▸ Work to complete: Make an exact reproduction of all the data.

Dataset entries
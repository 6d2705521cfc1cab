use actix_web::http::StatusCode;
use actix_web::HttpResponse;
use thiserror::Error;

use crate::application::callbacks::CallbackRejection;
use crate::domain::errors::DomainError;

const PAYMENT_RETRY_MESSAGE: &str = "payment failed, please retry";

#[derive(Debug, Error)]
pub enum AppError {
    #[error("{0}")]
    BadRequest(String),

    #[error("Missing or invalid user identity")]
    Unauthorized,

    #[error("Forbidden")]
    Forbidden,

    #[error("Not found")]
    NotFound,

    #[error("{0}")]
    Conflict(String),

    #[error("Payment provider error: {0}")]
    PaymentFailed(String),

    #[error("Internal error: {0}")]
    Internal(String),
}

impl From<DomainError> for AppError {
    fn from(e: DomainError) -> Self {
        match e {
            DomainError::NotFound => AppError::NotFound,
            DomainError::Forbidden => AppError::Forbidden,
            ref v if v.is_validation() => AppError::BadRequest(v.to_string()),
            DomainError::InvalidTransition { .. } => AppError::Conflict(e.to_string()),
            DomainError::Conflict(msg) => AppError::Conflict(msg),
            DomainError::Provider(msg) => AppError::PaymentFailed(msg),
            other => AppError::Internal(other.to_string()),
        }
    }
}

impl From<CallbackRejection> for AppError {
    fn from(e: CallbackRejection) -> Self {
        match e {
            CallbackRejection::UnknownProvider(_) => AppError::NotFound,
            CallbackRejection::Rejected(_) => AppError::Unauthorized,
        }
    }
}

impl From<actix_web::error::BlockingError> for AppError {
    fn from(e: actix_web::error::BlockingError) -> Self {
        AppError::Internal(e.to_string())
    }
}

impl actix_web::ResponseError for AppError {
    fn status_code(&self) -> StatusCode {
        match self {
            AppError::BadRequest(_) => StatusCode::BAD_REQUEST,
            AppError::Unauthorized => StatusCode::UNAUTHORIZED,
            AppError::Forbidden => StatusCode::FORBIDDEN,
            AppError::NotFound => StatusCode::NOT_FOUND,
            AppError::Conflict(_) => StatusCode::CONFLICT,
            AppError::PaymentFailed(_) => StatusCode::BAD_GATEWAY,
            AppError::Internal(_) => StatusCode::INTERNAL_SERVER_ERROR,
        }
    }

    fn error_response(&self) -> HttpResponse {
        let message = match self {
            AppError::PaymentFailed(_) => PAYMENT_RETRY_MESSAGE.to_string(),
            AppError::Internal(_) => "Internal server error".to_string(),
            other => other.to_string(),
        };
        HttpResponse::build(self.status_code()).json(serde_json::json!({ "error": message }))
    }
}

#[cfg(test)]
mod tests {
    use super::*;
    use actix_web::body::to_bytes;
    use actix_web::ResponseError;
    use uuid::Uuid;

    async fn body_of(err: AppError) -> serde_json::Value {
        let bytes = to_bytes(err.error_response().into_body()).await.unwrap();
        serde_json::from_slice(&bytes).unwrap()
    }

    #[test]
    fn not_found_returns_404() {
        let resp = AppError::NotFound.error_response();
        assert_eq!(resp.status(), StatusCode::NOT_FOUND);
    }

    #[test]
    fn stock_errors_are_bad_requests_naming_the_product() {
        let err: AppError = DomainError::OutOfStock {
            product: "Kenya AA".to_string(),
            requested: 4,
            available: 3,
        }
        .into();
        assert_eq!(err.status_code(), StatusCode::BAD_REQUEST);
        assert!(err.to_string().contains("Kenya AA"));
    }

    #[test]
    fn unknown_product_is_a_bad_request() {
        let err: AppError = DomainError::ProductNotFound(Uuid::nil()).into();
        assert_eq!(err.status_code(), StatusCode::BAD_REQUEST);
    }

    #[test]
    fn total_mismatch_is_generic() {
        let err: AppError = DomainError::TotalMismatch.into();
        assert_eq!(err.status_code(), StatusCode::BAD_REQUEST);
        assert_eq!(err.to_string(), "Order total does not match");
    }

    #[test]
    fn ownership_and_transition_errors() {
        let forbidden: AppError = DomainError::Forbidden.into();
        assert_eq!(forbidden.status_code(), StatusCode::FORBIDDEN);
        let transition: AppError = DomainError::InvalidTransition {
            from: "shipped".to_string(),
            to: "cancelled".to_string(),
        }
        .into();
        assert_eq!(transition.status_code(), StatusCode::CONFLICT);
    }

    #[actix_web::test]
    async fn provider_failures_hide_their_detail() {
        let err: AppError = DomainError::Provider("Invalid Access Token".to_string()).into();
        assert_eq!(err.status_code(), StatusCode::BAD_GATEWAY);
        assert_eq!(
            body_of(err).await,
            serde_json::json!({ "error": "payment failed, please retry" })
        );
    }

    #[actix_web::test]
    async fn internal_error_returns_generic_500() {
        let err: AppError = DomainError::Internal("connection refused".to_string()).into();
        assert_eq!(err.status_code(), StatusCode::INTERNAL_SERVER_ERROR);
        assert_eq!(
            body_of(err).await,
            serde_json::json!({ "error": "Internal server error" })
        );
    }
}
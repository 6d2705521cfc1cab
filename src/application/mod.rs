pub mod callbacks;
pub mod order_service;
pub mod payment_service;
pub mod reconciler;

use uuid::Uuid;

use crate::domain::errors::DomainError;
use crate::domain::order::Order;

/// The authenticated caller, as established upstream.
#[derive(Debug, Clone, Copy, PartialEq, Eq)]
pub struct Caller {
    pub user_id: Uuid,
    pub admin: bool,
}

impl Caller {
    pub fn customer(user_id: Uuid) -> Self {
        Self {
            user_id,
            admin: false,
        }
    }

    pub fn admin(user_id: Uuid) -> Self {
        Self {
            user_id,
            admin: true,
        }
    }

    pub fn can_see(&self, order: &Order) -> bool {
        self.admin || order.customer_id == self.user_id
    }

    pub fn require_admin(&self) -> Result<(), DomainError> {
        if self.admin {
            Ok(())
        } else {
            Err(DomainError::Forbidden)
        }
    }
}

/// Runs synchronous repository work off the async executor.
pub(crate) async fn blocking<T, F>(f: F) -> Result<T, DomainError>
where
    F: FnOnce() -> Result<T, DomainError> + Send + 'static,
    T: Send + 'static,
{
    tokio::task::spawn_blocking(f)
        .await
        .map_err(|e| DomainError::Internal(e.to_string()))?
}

▸ Answer to this task:
repository 6d2705521cfc1cab
use actix_web::http::StatusCode;
use actix_web::HttpResponse;
use thiserror::Error;

use crate::application::callbacks::CallbackRejection;
use crate::domain::errors::DomainError;

const PAYMENT_RETRY_MESSAGE: &str = "payment failed, please retry";

#[derive(Debug, Error)]
pub enum AppError {
    #[error("{0}")]
    BadRequest(String),

    #[error("Missing or invalid user identity")]
    Unauthorized,

    #[error("Forbidden")]
    Forbidden,

    #[error("Not found")]
    NotFound,

    #[error("{0}")]
    Conflict(String),

    #[error("Payment provider error: {0}")]
    PaymentFailed(String),

    #[error("Internal error: {0}")]
    Internal(String),
}

impl From<DomainError> for AppError {
    fn from(e: DomainError) -> Self {
        match e {
            DomainError::NotFound => AppError::NotFound,
            DomainError::Forbidden => AppError::Forbidden,
            ref v if v.is_validation() => AppError::BadRequest(v.to_string()),
            DomainError::InvalidTransition { .. } => AppError::Conflict(e.to_string()),
            DomainError::Conflict(msg) => AppError::Conflict(msg),
            DomainError::Provider(msg) => AppError::PaymentFailed(msg),
            other => AppError::Internal(other.to_string()),
        }
    }
}

impl From<CallbackRejection> for AppError {
    fn from(e: CallbackRejection) -> Self {
        match e {
            CallbackRejection::UnknownProvider(_) => AppError::NotFound,
            CallbackRejection::Rejected(_) => AppError::Unauthorized,
        }
    }
}

impl From<actix_web::error::BlockingError> for AppError {
    fn from(e: actix_web::error::BlockingError) -> Self {
        AppError::Internal(e.to_string())
    }
}

impl actix_web::ResponseError for AppError {
    fn status_code(&self) -> StatusCode {
        match self {
            AppError::BadRequest(_) => StatusCode::BAD_REQUEST,
            AppError::Unauthorized => StatusCode::UNAUTHORIZED,
            AppError::Forbidden => StatusCode::FORBIDDEN,
            AppError::NotFound => StatusCode::NOT_FOUND,
            AppError::Conflict(_) => StatusCode::CONFLICT,
            AppError::PaymentFailed(_) => StatusCode::BAD_GATEWAY,
            AppError::Internal(_) => StatusCode::INTERNAL_SERVER_ERROR,
        }
    }

    fn error_response(&self) -> HttpResponse {
        let message = match self {
            AppError::PaymentFailed(_) => PAYMENT_RETRY_MESSAGE.to_string(),
            AppError::Internal(_) => "Internal server error".to_string(),
            other => other.to_string(),
        };
        HttpResponse::build(self.status_code()).json(serde_json::json!({ "error": message }))
    }
}

#[cfg(test)]
mod tests {
    use super::*;
    use actix_web::body::to_bytes;
    use actix_web::ResponseError;
    use uuid::Uuid;

    async fn body_of(err: AppError) -> serde_json::Value {
        let bytes = to_bytes(err.error_response().into_body()).await.unwrap();
        serde_json::from_slice(&bytes).unwrap()
    }

    #[test]
    fn not_found_returns_404() {
        let resp = AppError::NotFound.error_response();
        assert_eq!(resp.status(), StatusCode::NOT_FOUND);
    }

    #[test]
    fn stock_errors_are_bad_requests_naming_the_product() {
        let err: AppError = DomainError::OutOfStock {
            product: "Kenya AA".to_string(),
            requested: 4,
            available: 3,
        }
        .into();
        assert_eq!(err.status_code(), StatusCode::BAD_REQUEST);
        assert!(err.to_string().contains("Kenya AA"));
    }

    #[test]
    fn unknown_product_is_a_bad_request() {
        let err: AppError = DomainError::ProductNotFound(Uuid::nil()).into();
        assert_eq!(err.status_code(), StatusCode::BAD_REQUEST);
    }

    #[test]
    fn total_mismatch_is_generic() {
        let err: AppError = DomainError::TotalMismatch.into();
        assert_eq!(err.status_code(), StatusCode::BAD_REQUEST);
        assert_eq!(err.to_string(), "Order total does not match");
    }

    #[test]
    fn ownership_and_transition_errors() {
        let forbidden: AppError = DomainError::Forbidden.into();
        assert_eq!(forbidden.status_code(), StatusCode::FORBIDDEN);
        let transition: AppError = DomainError::InvalidTransition {
            from: "shipped".to_string(),
            to: "cancelled".to_string(),
        }
        .into();
        assert_eq!(transition.status_code(), StatusCode::CONFLICT);
    }

    #[actix_web::test]
    async fn provider_failures_hide_their_detail() {
        let err: AppError = DomainError::Provider("Invalid Access Token".to_string()).into();
        assert_eq!(err.status_code(), StatusCode::BAD_GATEWAY);
        assert_eq!(
            body_of(err).await,
            serde_json::json!({ "error": "payment failed, please retry" })
        );
    }

    #[actix_web::test]
    async fn internal_error_returns_generic_500() {
        let err: AppError = DomainError::Internal("connection refused".to_string()).into();
        assert_eq!(err.status_code(), StatusCode::INTERNAL_SERVER_ERROR);
        assert_eq!(
            body_of(err).await,
            serde_json::json!({ "error": "Internal server error" })
        );
    }
}
repository 6d2705521cfc1cab
filename src/application/mod.rs
pub mod callbacks;
pub mod order_service;
pub mod payment_service;
pub mod reconciler;

use uuid::Uuid;

use crate::domain::errors::DomainError;
use crate::domain::order::Order;

/// The authenticated caller, as established upstream.
#[derive(Debug, Clone, Copy, PartialEq, Eq)]
pub struct Caller {
    pub user_id: Uuid,
    pub admin: bool,
}

impl Caller {
    pub fn customer(user_id: Uuid) -> Self {
        Self {
            user_id,
            admin: false,
        }
    }

    pub fn admin(user_id: Uuid) -> Self {
        Self {
            user_id,
            admin: true,
        }
    }

    pub fn can_see(&self, order: &Order) -> bool {
        self.admin || order.customer_id == self.user_id
    }

    pub fn require_admin(&self) -> Result<(), DomainError> {
        if self.admin {
            Ok(())
        } else {
            Err(DomainError::Forbidden)
        }
    }
}

/// Runs synchronous repository work off the async executor.
pub(crate) async fn blocking<T, F>(f: F) -> Result<T, DomainError>
where
    F: FnOnce() -> Result<T, DomainError> + Send + 'static,
    T: Send + 'static,
{
    tokio::task::spawn_blocking(f)
        .await
        .map_err(|e| DomainError::Internal(e.to_string()))?
}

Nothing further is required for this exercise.